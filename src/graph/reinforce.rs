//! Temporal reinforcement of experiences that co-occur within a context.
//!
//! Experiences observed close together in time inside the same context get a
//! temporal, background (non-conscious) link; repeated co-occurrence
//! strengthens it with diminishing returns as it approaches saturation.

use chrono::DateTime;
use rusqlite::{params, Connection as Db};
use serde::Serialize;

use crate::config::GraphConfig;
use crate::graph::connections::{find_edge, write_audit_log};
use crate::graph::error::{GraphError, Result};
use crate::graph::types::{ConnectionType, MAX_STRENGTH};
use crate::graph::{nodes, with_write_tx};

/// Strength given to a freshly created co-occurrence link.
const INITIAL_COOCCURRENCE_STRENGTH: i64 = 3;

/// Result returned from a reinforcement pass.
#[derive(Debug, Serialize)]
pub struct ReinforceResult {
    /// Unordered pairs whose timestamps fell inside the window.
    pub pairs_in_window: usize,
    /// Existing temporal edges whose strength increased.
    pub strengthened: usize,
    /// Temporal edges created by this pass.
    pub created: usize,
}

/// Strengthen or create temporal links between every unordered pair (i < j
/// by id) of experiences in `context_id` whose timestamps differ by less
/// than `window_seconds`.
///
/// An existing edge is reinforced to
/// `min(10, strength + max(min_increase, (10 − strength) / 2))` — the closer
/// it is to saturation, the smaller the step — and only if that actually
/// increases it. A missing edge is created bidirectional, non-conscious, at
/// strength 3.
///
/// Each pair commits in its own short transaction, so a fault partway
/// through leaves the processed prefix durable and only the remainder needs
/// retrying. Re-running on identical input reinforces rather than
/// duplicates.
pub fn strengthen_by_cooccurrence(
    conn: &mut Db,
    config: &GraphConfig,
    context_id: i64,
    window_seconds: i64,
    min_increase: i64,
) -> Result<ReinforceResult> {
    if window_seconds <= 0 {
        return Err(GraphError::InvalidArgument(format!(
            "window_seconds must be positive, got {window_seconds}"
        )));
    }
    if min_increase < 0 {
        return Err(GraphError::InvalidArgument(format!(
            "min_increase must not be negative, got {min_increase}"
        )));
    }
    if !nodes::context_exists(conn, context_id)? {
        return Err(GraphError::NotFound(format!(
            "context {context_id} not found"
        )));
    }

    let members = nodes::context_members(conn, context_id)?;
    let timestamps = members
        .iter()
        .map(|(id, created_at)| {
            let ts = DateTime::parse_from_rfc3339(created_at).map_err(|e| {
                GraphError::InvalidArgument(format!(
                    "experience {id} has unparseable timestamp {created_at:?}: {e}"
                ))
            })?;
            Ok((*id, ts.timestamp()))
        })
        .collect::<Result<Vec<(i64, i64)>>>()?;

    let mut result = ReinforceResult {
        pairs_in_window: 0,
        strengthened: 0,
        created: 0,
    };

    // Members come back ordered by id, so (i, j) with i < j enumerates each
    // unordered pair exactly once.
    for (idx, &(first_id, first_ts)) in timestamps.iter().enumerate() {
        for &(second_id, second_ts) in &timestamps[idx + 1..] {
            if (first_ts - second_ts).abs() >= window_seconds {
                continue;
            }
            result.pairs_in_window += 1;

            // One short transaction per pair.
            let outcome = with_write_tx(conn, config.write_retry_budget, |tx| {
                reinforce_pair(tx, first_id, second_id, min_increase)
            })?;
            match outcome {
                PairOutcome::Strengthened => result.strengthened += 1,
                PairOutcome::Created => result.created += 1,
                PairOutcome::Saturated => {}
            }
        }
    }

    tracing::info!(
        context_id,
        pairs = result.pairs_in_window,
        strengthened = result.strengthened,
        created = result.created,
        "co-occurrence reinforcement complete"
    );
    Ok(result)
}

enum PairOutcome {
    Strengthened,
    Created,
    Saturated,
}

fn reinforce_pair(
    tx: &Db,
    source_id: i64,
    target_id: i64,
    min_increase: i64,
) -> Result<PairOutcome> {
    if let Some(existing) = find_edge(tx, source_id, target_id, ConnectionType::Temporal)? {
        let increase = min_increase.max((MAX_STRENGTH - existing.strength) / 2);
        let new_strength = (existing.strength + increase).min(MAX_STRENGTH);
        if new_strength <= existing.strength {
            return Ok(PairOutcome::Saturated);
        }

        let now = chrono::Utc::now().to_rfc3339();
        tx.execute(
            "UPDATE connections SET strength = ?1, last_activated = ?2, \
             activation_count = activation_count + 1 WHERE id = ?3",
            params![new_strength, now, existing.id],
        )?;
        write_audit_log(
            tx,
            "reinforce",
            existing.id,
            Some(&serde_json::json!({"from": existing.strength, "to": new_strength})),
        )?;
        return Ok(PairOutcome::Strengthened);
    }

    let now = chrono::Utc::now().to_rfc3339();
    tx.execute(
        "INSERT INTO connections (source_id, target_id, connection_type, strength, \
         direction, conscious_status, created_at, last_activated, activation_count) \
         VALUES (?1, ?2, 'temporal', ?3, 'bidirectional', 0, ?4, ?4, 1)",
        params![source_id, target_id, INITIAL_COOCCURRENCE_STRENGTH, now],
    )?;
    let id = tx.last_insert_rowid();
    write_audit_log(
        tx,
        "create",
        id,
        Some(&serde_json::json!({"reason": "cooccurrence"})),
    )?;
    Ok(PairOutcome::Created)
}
==
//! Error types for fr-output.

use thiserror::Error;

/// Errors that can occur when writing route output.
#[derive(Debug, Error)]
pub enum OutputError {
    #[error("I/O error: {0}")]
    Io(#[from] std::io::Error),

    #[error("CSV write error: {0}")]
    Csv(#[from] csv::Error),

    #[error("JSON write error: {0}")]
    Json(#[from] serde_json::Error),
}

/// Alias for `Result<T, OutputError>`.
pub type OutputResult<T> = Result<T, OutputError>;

REQUIREMENT: From the material above, retype precisely the lines between the line holding "filename src/graph/reinforce.rs" and the line holding "a fault partway", inclusive, and nothing beyond them.

SOLUTION FOR THIS EXERCISE:
filename src/graph/reinforce.rs
//! Temporal reinforcement of experiences that co-occur within a context.
//!
//! Experiences observed close together in time inside the same context get a
//! temporal, background (non-conscious) link; repeated co-occurrence
//! strengthens it with diminishing returns as it approaches saturation.

use chrono::DateTime;
use rusqlite::{params, Connection as Db};
use serde::Serialize;

use crate::config::GraphConfig;
use crate::graph::connections::{find_edge, write_audit_log};
use crate::graph::error::{GraphError, Result};
use crate::graph::types::{ConnectionType, MAX_STRENGTH};
use crate::graph::{nodes, with_write_tx};

/// Strength given to a freshly created co-occurrence link.
const INITIAL_COOCCURRENCE_STRENGTH: i64 = 3;

/// Result returned from a reinforcement pass.
#[derive(Debug, Serialize)]
pub struct ReinforceResult {
    /// Unordered pairs whose timestamps fell inside the window.
    pub pairs_in_window: usize,
    /// Existing temporal edges whose strength increased.
    pub strengthened: usize,
    /// Temporal edges created by this pass.
    pub created: usize,
}

/// Strengthen or create temporal links between every unordered pair (i < j
/// by id) of experiences in `context_id` whose timestamps differ by less
/// than `window_seconds`.
///
/// An existing edge is reinforced to
/// `min(10, strength + max(min_increase, (10 − strength) / 2))` — the closer
/// it is to saturation, the smaller the step — and only if that actually
/// increases it. A missing edge is created bidirectional, non-conscious, at
/// strength 3.
///
/// Each pair commits in its own short transaction, so a fault partway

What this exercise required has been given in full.